Er betonte, die Entscheidung der Bundesregierung werde in keinem Zusammenhang mit dem Abkommen zwischen der EU und der Türkei stehen, in der Flüchtlingskrise enger zusammenzuarbeiten. "Die Lösung der Flüchtlingsfrage ist im gemeinsamen Interesse Deutschlands, der Europäischen Union und der Türkei", sagte Seibert.

Die Türkei hat sich in dem Abkommen bereiterklärt, alle in Griechenland ankommenden Flüchtlinge zurückzunehmen. Im Gegenzug nimmt die EU eine bestimmte Anzahl syrischer Bürgerkriegsflüchtlinge auf. Seit Inkrafttreten des Abkommens ist die Zahl der nach Deutschland kommenden Flüchtlinge weiter gesunken.

Seibert: Aufforderung der Türkei wird geprüft

Seibert bestätigte, dass die Türkei eine sogenannte Verbalnote im Auswärtigen Amt eingereicht habe mit der Aufforderung, gegen den ZDF-Moderator ein Strafverfahren einzuleiten. Die Anfrage werde nun geprüft, sagte Seibert.

Hintergrund ist ein als "Schmähkritik" vorgetragenes Gedicht Böhmermanns über den türkischen Präsidenten Recep Tayyip Erdoğan in der ZDF-Sendung "Neo Magazin Royale". Die türkische Regierung bezieht sich mit ihrer Forderung auf Paragraf 103 des Strafgesetzbuchs. Darin heißt es: "Wer ein ausländisches Staatsoberhaupt (...) beleidigt, wird mit Freiheitsstrafe bis zu drei Jahren oder mit Geldstrafe, im Falle der verleumderischen Beleidigung mit Freiheitsstrafe von drei Monaten bis zu fünf Jahren bestraft."

Die Staatsanwaltschaft Mainz nahm in der vergangenen Woche Vorermittlungen auf, nachdem mehr als 20 Anzeigen gegen Böhmermanns Auftritt eingegangen waren.

Die Bundesregierung muss nun dazu Stellung beziehen. Gibt sie der Aufforderung der Türkei statt, nimmt die Staatsanwaltschaft weitere Ermittlungen auf. Seibert sagte, Mitarbeiter von Auswärtigem Amt, Kanzleramt und Justizministerium prüften die türkische Forderung. Auf welcher Ebene die Prüfung laufe, wollte er nicht sagen. Die Minister seien daran zunächst aber nicht beteiligt. Die Prüfung werde "ein paar Tage dauern", aber nicht Wochen. Dem Ergebnis wolle er nicht vorgreifen.

In der Sache hatte sich Böhmermann auch an Kanzleramtsminister Peter Altmaier (CDU) gewandt.
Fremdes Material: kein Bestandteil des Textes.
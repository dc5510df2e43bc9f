use std::fmt;

/// How an unmatched trailing node on an odd level gets its sibling.
#[derive(Debug, Clone, Copy, PartialEq, Eq, Default)]
#[cfg_attr(feature = "serde", derive(serde::Serialize, serde::Deserialize))]
pub enum ExtensionPolicy {
    /// The sibling slot receives a copy of the unmatched node's digest.
    /// Deterministic; the verifier must pad the same way.
    #[default]
    UseCopy,
    /// The sibling slot receives a random pad from the tree's
    /// [`RandomPadGenerator`](crate::RandomPadGenerator). The pad ledger of
    /// the run must be delivered to verifiers out of band.
    UseSpecialKeys,
}

impl fmt::Display for ExtensionPolicy {
    fn fmt(&self, f: &mut fmt::Formatter<'_>) -> fmt::Result {
        match self {
            ExtensionPolicy::UseCopy => write!(f, "UseCopy"),
            ExtensionPolicy::UseSpecialKeys => write!(f, "UseSpecialKeys"),
        }
    }
}

/// Tree configuration.
#[derive(Debug, Clone, Copy, PartialEq, Eq, Default)]
#[cfg_attr(feature = "serde", derive(serde::Serialize, serde::Deserialize))]
pub struct TreeOptions {
    /// Padding rule for odd levels.
    pub extension_policy: ExtensionPolicy,
    /// Seed for the pad generator. `None` seeds from the system clock, which
    /// makes `UseSpecialKeys` roots differ between trees.
    pub pad_seed: Option<u64>,
}

impl TreeOptions {
    /// Options with the given policy and a clock seed.
    pub fn with_policy(extension_policy: ExtensionPolicy) -> Self {
        TreeOptions {
            extension_policy,
            pad_seed: None,
        }
    }

    /// Same options with a fixed pad seed.
    pub fn seeded(mut self, seed: u64) -> Self {
        self.pad_seed = Some(seed);
        self
    }
}

impl fmt::Display for TreeOptions {
    fn fmt(&self, f: &mut fmt::Formatter<'_>) -> fmt::Result {
        write!(
            f,
            "TreeOptions {{ extension_policy: {}, pad_seed: {:?} }}",
            self.extension_policy, self.pad_seed
        )
    }
}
Dieser lehnte eine Stellungnahme mit der Begründung ab, die Anfrage Böhmermanns sei privat gewesen.

Journalistenverband warnt vor Einschränkung der Satirefreiheit

Der Deutsche Journalistenverband warnte davor, "die Satirefreiheit aufgrund diplomatischer Verstrickungen einzuschränken". "Ob man Böhmermanns Satire für gelungen oder verfehlt hält, ist Teil des demokratischen und rechtsstaatlichen Diskurses in einer offenen Gesellschaft", erklärte der DJV-Bundesvorsitzende Frank Überall. Das müsse die Bundesregierung berücksichtigen, wenn sie über Erdoğans Forderung nach strafrechtlichen Konsequenzen berate.

Auch der Schauspieler Dieter Hallervorden solidarisierte sich mit Böhmermann: Er stellte ein Lied ins Internet mit dem Titel "Erdoğan, zeig mich an!"